Ahmadinejiad's Academics

by Cinnamon Stillwell

What a difference a popular uprising makes.

It seems like just yesterday that the Middle East studies establishment was busy defending Iran's theocratic regime and its president Mahmoud Ahmadinejad from the alleged predations of U.S. and Israeli foreign policy. Yet in the wake of the unrest in response to the stolen election, suddenly American academics have succumbed to intellectual honesty and moral clarity. Despite the best efforts of the Iranian regime to drum up conspiracy theories blaming the West for the uprising, the Iranians themselves have taken center stage.

This signals quite a shift. When Ahmadinejad, the supposedly elected leader at the heart of the current crisis in Iran, spoke at Columbia University in September 2007, his appearance was applauded by many academic apologists as a means of "reaching out." Columbia University Islamic studies professor Richard Bulliet went so far as to act as an intermediary between the university and the Iranian regime in arranging the appearance. As reported by the New York Sun in September 2007:
In a meeting of the Columbia faculty senate on December 8, 2006, before the university extended and then rescinded an invitation to the Iranian president to speak on campus, Mr. Bulliet argued in favor of providing him a platform. Mr. Bulliet said he attended a breakfast meeting with the Iranian and found him to be a "very reasonable speaker, a very effective debater."

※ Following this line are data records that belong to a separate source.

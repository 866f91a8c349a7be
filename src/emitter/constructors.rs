use crate::binder::{ ConstructorPlan, SlotSet };
use super::writer::SourceWriter ;



/// Writes one constructor for `plan`. Each parameter is stored into every slot
/// it is bound to; a parameter bound to nothing is declared and ignored.
pub fn write_constructor( writer: &mut SourceWriter, type_name: &str, slots: &SlotSet, plan: &ConstructorPlan ) {

	let parameters = plan.parameters().iter()
		.map(| parameter | format!( "{} {}", parameter.ty().qualified(), parameter.name() ))
		.collect::<Vec<_>>()
		.join( ", " );

	writer.scoped( format!( "public {}({})", type_name, parameters ), | writer | {
		plan.parameters().iter()
			.flat_map(| parameter | parameter.slots().iter().map( move | index | ( *index, parameter.name() )))
			.filter_map(|( index, parameter )| slots.get( index ).map(| slot | ( slot.name(), parameter )))
			.for_each(|( slot, parameter )| writer.line( format!( "this.{} = {};", slot, parameter )));
	});

}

One would be hard pressed to describe Ahmadinejad's typically inflammatory and conspiratorial tirade at Columbia as reasonable. Yet it was university president Lee Bollinger's harsh introductory remarks that caused outrage. Over 100 faculty members, including a number from Columbia's Middle East and Asian Languages and Cultures Department (MEALAC), signed an open letter to Bollinger condemning his "disrespectful language." The standard accusations of racism, threats to free speech, and warmongering ensued.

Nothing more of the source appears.